On Fri, 2005-10-07 at 09:57 +0200, "Martin v. Löwis" wrote:
> Jeremy Moles wrote:
> > PyObject* obj = _PyObject_New(&PyType_MyType);
> > obj = PyObject_Init(obj, &PyType_MyType);
> > ...
> > return obj;
> The call to PyObject_Init is redundant: _PyObject_New
> is malloc+init. However, this shouldn't cause any crashes (except in the
> debug build). PyObject_Init is documented as
> Initialize a newly-allocated object op with its type and initial
> reference. Returns the initialized object. If type indicates that the
> object participates in the cyclic garbage detector, it is added to the
> detector's set of observed objects.
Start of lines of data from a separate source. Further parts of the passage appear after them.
//! Color palettes: theme slots, the fixed neutral palette, and color resolution
//!
//! A color reference is a short key. `primary`, `secondary` and `accent` name
//! slots of the active [`Theme`]; ids such as `slate` or `charcoal` name fixed
//! neutral colors that ignore the theme; a literal `#rrggbb` is taken as a
//! custom color. Anything else resolves to the caller's fallback.

use std::collections::BTreeMap;
use std::path::Path;

use log::warn;
use serde::Deserialize;

use crate::error::CatalogError;

/// The three named color slots of a theme
#[derive(Debug, Clone, PartialEq, Eq)]
pub struct Theme {
    pub id: String,
    pub name: Option<String>,
    pub primary: String,
    pub secondary: String,
    pub accent: String,
}

impl Theme {
    pub fn new(
        id: impl Into<String>,
        primary: impl Into<String>,
        secondary: impl Into<String>,
        accent: impl Into<String>,
    ) -> Self {
        Self {
            id: id.into(),
            name: None,
            primary: primary.into(),
            secondary: secondary.into(),
            accent: accent.into(),
        }
    }

    /// Look up a theme slot by key
    pub fn slot(&self, key: &str) -> Option<&str> {
        match key {
            "primary" => Some(&self.primary),
            "secondary" => Some(&self.secondary),
            "accent" => Some(&self.accent),
            _ => None,
        }
    }
}

impl Default for Theme {
    fn default() -> Self {
        ThemeCatalog::default().resolve_or_default(DEFAULT_THEME_ID)
    }
}

/// Fixed neutral colors, selectable by id independently of the theme
pub const NEUTRAL_COLORS: &[(&str, &str)] = &[
    ("white", "#ffffff"),
    ("off-white", "#f8f7f4"),
    ("light-gray", "#e5e7eb"),
    ("gray", "#9ca3af"),
    ("slate", "#475569"),
    ("charcoal", "#1f2937"),
    ("black", "#000000"),
];

/// Look up a neutral color by id
pub fn neutral_color(id: &str) -> Option<&'static str> {
    NEUTRAL_COLORS
        .iter()
        .find(|(key, _)| *key == id)
        .map(|(_, hex)| *hex)
}

/// Resolve a color reference to a concrete color
///
/// Fallback order:
/// 1. Theme slot (`primary`, `secondary`, `accent`)
/// 2. Neutral palette id
/// 3. Literal hex color
/// 4. `fallback`
///
/// Total: always returns a usable color.
pub fn resolve_color(key: &str, theme: &Theme, fallback: &str) -> String {
    if let Some(color) = theme.slot(key) {
        return color.to_string();
    }
    if let Some(color) = neutral_color(key) {
        return color.to_string();
    }
    if Rgb::parse_hex(key).is_some() {
        return key.to_string();
    }
    fallback.to_string()
}

/// An 8-bit RGB color
#[derive(Debug, Clone, Copy, PartialEq, Eq)]
pub struct Rgb {
    pub r: u8,
    pub g: u8,
    pub b: u8,
}

impl Rgb {
    /// Parse `#rgb` or `#rrggbb`
    pub fn parse_hex(value: &str) -> Option<Rgb> {
        let hex = value.strip_prefix('#')?;
        if !hex.chars().all(|c| c.is_ascii_hexdigit()) {
            return None;
        }
        let channel = |s: &str| u8::from_str_radix(s, 16).ok();
        match hex.len() {
            3 => {
                let expand = |i: usize| channel(&hex[i..i + 1]).map(|v| v * 17);
                Some(Rgb {
                    r: expand(0)?,
                    g: expand(1)?,
                    b: expand(2)?,
                })
            }
            6 => Some(Rgb {
                r: channel(&hex[0..2])?,
                g: channel(&hex[2..4])?,
                b: channel(&hex[4..6])?,
            }),
            _ => None,
        }
    }

    /// Relative luminance (0.0 black to 1.0 white)
    pub fn luminance(&self) -> f64 {
        fn linear(channel: u8) -> f64 {
            let c = channel as f64 / 255.0;
            if c <= 0.03928 {
                c / 12.92
            } else {
                ((c + 0.055) / 1.055).powf(2.4)
            }
        }
        0.2126 * linear(self.r) + 0.7152 * linear(self.g) + 0.0722 * linear(self.b)
    }
}

/// Pick `dark` or `light`, whichever reads better on `background`
///
/// Backgrounds that are not hex literals count as dark.
pub fn contrasting<'a>(background: &str, dark: &'a str, light: &'a str) -> &'a str {
    match Rgb::parse_hex(background) {
        Some(rgb) if rgb.luminance() > 0.4 => dark,
        _ => light,
    }
}

/// Format a color with an opacity (0.0 to 1.0) as `rgba(...)`
///
/// Colors that are not hex literals are returned unchanged.
pub fn with_opacity(color: &str, opacity: f64) -> String {
    match Rgb::parse_hex(color) {
        Some(rgb) => format!(
            "rgba({}, {}, {}, {:.2})",
            rgb.r,
            rgb.g,
            rgb.b,
            opacity.clamp(0.0, 1.0)
        ),
        None => color.to_string(),
    }
}

/// Id of the theme used when a document names none
pub const DEFAULT_THEME_ID: &str = "classic";

const DEFAULT_THEMES: &str = r##"
[themes.classic]
name = "Classic"
primary = "#1e3a5f"
secondary = "#f4f1ea"
accent = "#e07a5f"

[themes.ocean]
name = "Ocean"
primary = "#0f4c75"
secondary = "#bbe1fa"
accent = "#3282b8"

[themes.forest]
name = "Forest"
primary = "#2d4a3e"
secondary = "#e9f0e6"
accent = "#c9a227"

[themes.sunset]
name = "Sunset"
primary = "#6a2c70"
secondary = "#fde2e4"
accent = "#f08a5d"

[themes.mono]
name = "Monochrome"
primary = "#111111"
secondary = "#f5f5f5"
accent = "#777777"
"##;

/// TOML structure for deserializing theme catalogs
#[derive(Deserialize)]
struct TomlThemeCatalog {
    themes: BTreeMap<String, TomlTheme>,
}

#[derive(Deserialize)]
struct TomlTheme {
    name: Option<String>,
    primary: String,
    secondary: String,
    accent: String,
}

/// Theme lookup table keyed by id
#[derive(Debug, Clone)]
pub struct ThemeCatalog {
    pub themes: BTreeMap<String, Theme>,
}

impl ThemeCatalog {
    /// Load a catalog from a TOML file
    pub fn from_file(path: &Path) -> Result<Self, CatalogError> {
        let content = std::fs::read_to_string(path)?;
        Self::from_str(&content)
    }

    /// Load a catalog from a TOML string
    pub fn from_str(content: &str) -> Result<Self, CatalogError> {
        let parsed: TomlThemeCatalog = toml::from_str(content)?;
        let themes = parsed
            .themes
            .into_iter()
            .map(|(id, t)| {
                let theme = Theme {
                    id: id.clone(),
                    name: t.name,
                    primary: t.primary,
                    secondary: t.secondary,
                    accent: t.accent,
                };
                (id, theme)
            })
            .collect();
        Ok(Self { themes })
    }

    /// Add the themes of another catalog, replacing ids that already exist
    pub fn merge(mut self, other: ThemeCatalog) -> Self {
        self.themes.extend(other.themes);
        self
    }

    /// Look up a theme by id
    pub fn resolve(&self, id: &str) -> Option<&Theme> {
        self.themes.get(id)
    }

    /// Look up a theme by id, falling back to the built-in default theme
    pub fn resolve_or_default(&self, id: &str) -> Theme {
        if let Some(theme) = self.resolve(id) {
            return theme.clone();
        }
        warn!("unknown theme '{}', using '{}'", id, DEFAULT_THEME_ID);
        self.themes
            .get(DEFAULT_THEME_ID)
            .cloned()
            .unwrap_or_else(builtin_default_theme)
    }

    pub fn ids(&self) -> impl Iterator<Item = &str> {
        self.themes.keys().map(|k| k.as_str())
    }
}

fn builtin_default_theme() -> Theme {
    let mut theme = Theme::new(DEFAULT_THEME_ID, "#1e3a5f", "#f4f1ea", "#e07a5f");
    theme.name = Some("Classic".to_string());
    theme
}

impl Default for ThemeCatalog {
    fn default() -> Self {
        Self::from_str(DEFAULT_THEMES).expect("Default themes should be valid TOML")
    }
}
Other fields of the object are not
> [I don't know where the mentioning of GC comes from - it appears to be
> > When "obj" gets back to the interpreter, Python sees it (or rather, it's
> > __repr__) in accordance with what it "should" be. However, any attempt
> > to USE the object results in a segfault. I feel my problem is simply
> > that I'm not allocating "obj" correctly in the C++ function.
> It doesn't crash because of the allocation - this code is correct.
> However, it is also incomplete: none of the state of the new object
> gets initialized in the fragment you are showing. So it likely crashes
> because the members of the object are stray pointers or some such,
> and accessing them causes a crash.